# Extracted information:
════════════════
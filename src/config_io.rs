use crate::config::{Config, ConfigError};
use std::path::Path;

pub type Result<T> = std::result::Result<T, ConfigIoError>;

pub const CONFIG_PATH_ENV: &str = "VPN_FLEET_CONFIG";
pub const DEFAULT_CONFIG_PATH: &str = "config.toml";

#[derive(Debug)]
pub enum ConfigIoError {
    CreateDefault {
        path: String,
        source: Box<ConfigIoError>,
    },
    Read {
        path: String,
        source: std::io::Error,
    },
    ParseToml {
        path: String,
        source: toml::de::Error,
    },
    SerializeToml {
        source: toml::ser::Error,
    },
    CreateDir {
        path: String,
        source: std::io::Error,
    },
    Write {
        path: String,
        source: std::io::Error,
    },
    Invalid {
        path: String,
        source: ConfigError,
    },
}

impl std::fmt::Display for ConfigIoError {
    fn fmt(&self, f: &mut std::fmt::Formatter<'_>) -> std::fmt::Result {
        match self {
            Self::CreateDefault { path, .. } => {
                write!(f, "failed to create default config at {path}")
            }
            Self::Read { path, .. } => write!(f, "failed reading config file {path}"),
            Self::ParseToml { path, .. } => write!(f, "invalid TOML in {path}"),
            Self::SerializeToml { .. } => write!(f, "failed serializing config to TOML"),
            Self::CreateDir { path, .. } => write!(f, "failed creating directory {path}"),
            Self::Write { path, .. } => write!(f, "failed writing config file {path}"),
            Self::Invalid { path, source } => write!(f, "invalid fleet config in {path}: {source}"),
        }
    }
}

impl std::error::Error for ConfigIoError {
    fn source(&self) -> Option<&(dyn std::error::Error + 'static)> {
        match self {
            Self::CreateDefault { source, .. } => Some(source.as_ref()),
            Self::Read { source, .. } => Some(source),
            Self::ParseToml { source, .. } => Some(source),
            Self::SerializeToml { source } => Some(source),
            Self::CreateDir { source, .. } => Some(source),
            Self::Write { source, .. } => Some(source),
            Self::Invalid { source, .. } => Some(source),
        }
    }
}

/// Resolves the config path from `VPN_FLEET_CONFIG`, falling back to `config.toml`.
pub fn config_path_from_env() -> String {
    std::env::var(CONFIG_PATH_ENV).unwrap_or_else(|_| DEFAULT_CONFIG_PATH.to_string())
}

pub async fn load_or_create_config(path: impl AsRef<Path>) -> Result<Config> {
    let path = path.as_ref();

    if !tokio::fs::try_exists(path).await.unwrap_or(false) {
        let default_cfg: Config = Config::default();
        save_config(path, &default_cfg)
            .await
            .map_err(|source| ConfigIoError::CreateDefault {
                path: path.display().to_string(),
                source: Box::new(source),
            })?;
        return Ok(default_cfg);
    }

    let content: String =
        tokio::fs::read_to_string(path)
            .await
            .map_err(|source| ConfigIoError::Read {
                path: path.display().to_string(),
                source,
            })?;

    let cfg: Config = toml::from_str(&content).map_err(|source| ConfigIoError::ParseToml {
        path: path.display().to_string(),
        source,
    })?;

    Ok(cfg)
}

/// Loads the file, layers environment overrides on top and validates the fleet pairing.
pub async fn load_config(path: impl AsRef<Path>) -> Result<Config> {
    let path = path.as_ref();
    let mut cfg = load_or_create_config(path).await?;
    cfg.apply_env_overrides();
    cfg.fleet
        .validate()
        .map_err(|source| ConfigIoError::Invalid {
            path: path.display().to_string(),
            source,
        })?;
    Ok(cfg)
}

pub async fn save_config(path: impl AsRef<Path>, cfg: &Config) -> Result<()> {
    let path = path.as_ref();

    let toml_string =
        toml::to_string_pretty(cfg).map_err(|source| ConfigIoError::SerializeToml { source })?;

    if let Some(parent) = path.parent()
        && !parent.as_os_str().is_empty()
    {
        tokio::fs::create_dir_all(parent)
            .await
            .map_err(|source| ConfigIoError::CreateDir {
                path: parent.display().to_string(),
                source,
            })?;
    }

    tokio::fs::write(path, toml_string)
        .await
        .map_err(|source| ConfigIoError::Write {
            path: path.display().to_string(),
            source,
        })?;

    Ok(())
}

#[cfg(test)]
mod tests {
    use super::*;

    fn temp_path(tag: &str) -> std::path::PathBuf {
        let nanos = std::time::SystemTime::now()
            .duration_since(std::time::UNIX_EPOCH)
            .expect("clock")
            .as_nanos();
        std::env::temp_dir().join(format!("vpn-fleet-config-{tag}-{nanos}/config.toml"))
    }

    #[tokio::test]
    async fn missing_config_is_created_with_defaults() {
        let path = temp_path("create");
        let cfg = load_or_create_config(&path).await.expect("load");
        assert_eq!(cfg.gateway.port, Config::default().gateway.port);
        assert!(path.exists());

        let again = load_or_create_config(&path).await.expect("reload");
        assert_eq!(again.worker.id, cfg.worker.id);
        let _ = std::fs::remove_dir_all(path.parent().unwrap());
    }

    #[tokio::test]
    async fn invalid_toml_is_reported_with_path() {
        let path = temp_path("bad");
        tokio::fs::create_dir_all(path.parent().unwrap())
            .await
            .unwrap();
        tokio::fs::write(&path, "gateway = [").await.unwrap();
        let err = load_or_create_config(&path).await.unwrap_err();
        assert!(matches!(err, ConfigIoError::ParseToml { .. }));
        assert!(err.to_string().contains("config.toml"));
        let _ = std::fs::remove_dir_all(path.parent().unwrap());
    }
}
════════════════
# Problem details:
Would you retype the lines above from the one with "tokio::fs::create_dir_all(parent)" down to the one with "use super::*;", word for word, both ends included and no other lines?

# Worked solution:
        tokio::fs::create_dir_all(parent)
            .await
            .map_err(|source| ConfigIoError::CreateDir {
                path: parent.display().to_string(),
                source,
            })?;
    }

    tokio::fs::write(path, toml_string)
        .await
        .map_err(|source| ConfigIoError::Write {
            path: path.display().to_string(),
            source,
        })?;

    Ok(())
}

#[cfg(test)]
mod tests {
    use super::*;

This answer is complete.